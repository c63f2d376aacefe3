//! Client data models.
//!
//! A client is an external API consumer. It is created once through the
//! public `POST /clientes` endpoint and receives a credential pair
//! (`id_cliente`, `llave_secreta`) that authenticates every later request.

use chrono::{DateTime, Utc};
use serde::Serialize;

/// Represents a client record from the database.
///
/// # Database Table
///
/// Maps to the `clientes` table. `email` carries a `UNIQUE` constraint.
#[derive(Debug, Clone, sqlx::FromRow)]
pub struct Client {
    pub id: i64,

    pub nombre: String,

    pub apellido: String,

    pub email: String,

    /// Public half of the credential pair
    pub id_cliente: String,

    /// Secret half of the credential pair
    ///
    /// Never serialized: the only place it leaves the service is the
    /// creation response.
    pub llave_secreta: String,

    pub created_at: DateTime<Utc>,

    pub updated_at: DateTime<Utc>,
}

/// Validated input for inserting a client.
#[derive(Debug, Clone)]
pub struct NewClient {
    pub nombre: String,
    pub apellido: String,
    pub email: String,
    pub id_cliente: String,
    pub llave_secreta: String,
}

/// Client as shown in listings (secret key removed).
#[derive(Debug, Serialize)]
pub struct ClientResponse {
    pub id: i64,
    pub nombre: String,
    pub apellido: String,
    pub email: String,
    pub id_cliente: String,
    pub created_at: DateTime<Utc>,
    pub updated_at: DateTime<Utc>,
}

impl From<Client> for ClientResponse {
    fn from(client: Client) -> Self {
        Self {
            id: client.id,
            nombre: client.nombre,
            apellido: client.apellido,
            email: client.email,
            id_cliente: client.id_cliente,
            created_at: client.created_at,
            updated_at: client.updated_at,
        }
    }
}

/// Credentials returned once, on creation.
#[derive(Debug, Serialize)]
pub struct IssuedCredentials {
    pub id_cliente: String,
    pub llave_secreta: String,
}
***
◆ **What is required**
Word for word, transcribe all of the material.

◆ **Written answer**
repository c63f2d376aacefe3
//! Client data models.
//!
//! A client is an external API consumer. It is created once through the
//! public `POST /clientes` endpoint and receives a credential pair
//! (`id_cliente`, `llave_secreta`) that authenticates every later request.

use chrono::{DateTime, Utc};
use serde::Serialize;

/// Represents a client record from the database.
///
/// # Database Table
///
/// Maps to the `clientes` table. `email` carries a `UNIQUE` constraint.
#[derive(Debug, Clone, sqlx::FromRow)]
pub struct Client {
    pub id: i64,

    pub nombre: String,

    pub apellido: String,

    pub email: String,

    /// Public half of the credential pair
    pub id_cliente: String,

    /// Secret half of the credential pair
    ///
    /// Never serialized: the only place it leaves the service is the
    /// creation response.
    pub llave_secreta: String,

    pub created_at: DateTime<Utc>,

    pub updated_at: DateTime<Utc>,
}

/// Validated input for inserting a client.
#[derive(Debug, Clone)]
pub struct NewClient {
    pub nombre: String,
    pub apellido: String,
    pub email: String,
    pub id_cliente: String,
    pub llave_secreta: String,
}

/// Client as shown in listings (secret key removed).
#[derive(Debug, Serialize)]
pub struct ClientResponse {
    pub id: i64,
    pub nombre: String,
    pub apellido: String,
    pub email: String,
    pub id_cliente: String,
    pub created_at: DateTime<Utc>,
    pub updated_at: DateTime<Utc>,
}

impl From<Client> for ClientResponse {
    fn from(client: Client) -> Self {
        Self {
            id: client.id,
            nombre: client.nombre,
            apellido: client.apellido,
            email: client.email,
            id_cliente: client.id_cliente,
            created_at: client.created_at,
            updated_at: client.updated_at,
        }
    }
}

/// Credentials returned once, on creation.
#[derive(Debug, Serialize)]
pub struct IssuedCredentials {
    pub id_cliente: String,
    pub llave_secreta: String,
}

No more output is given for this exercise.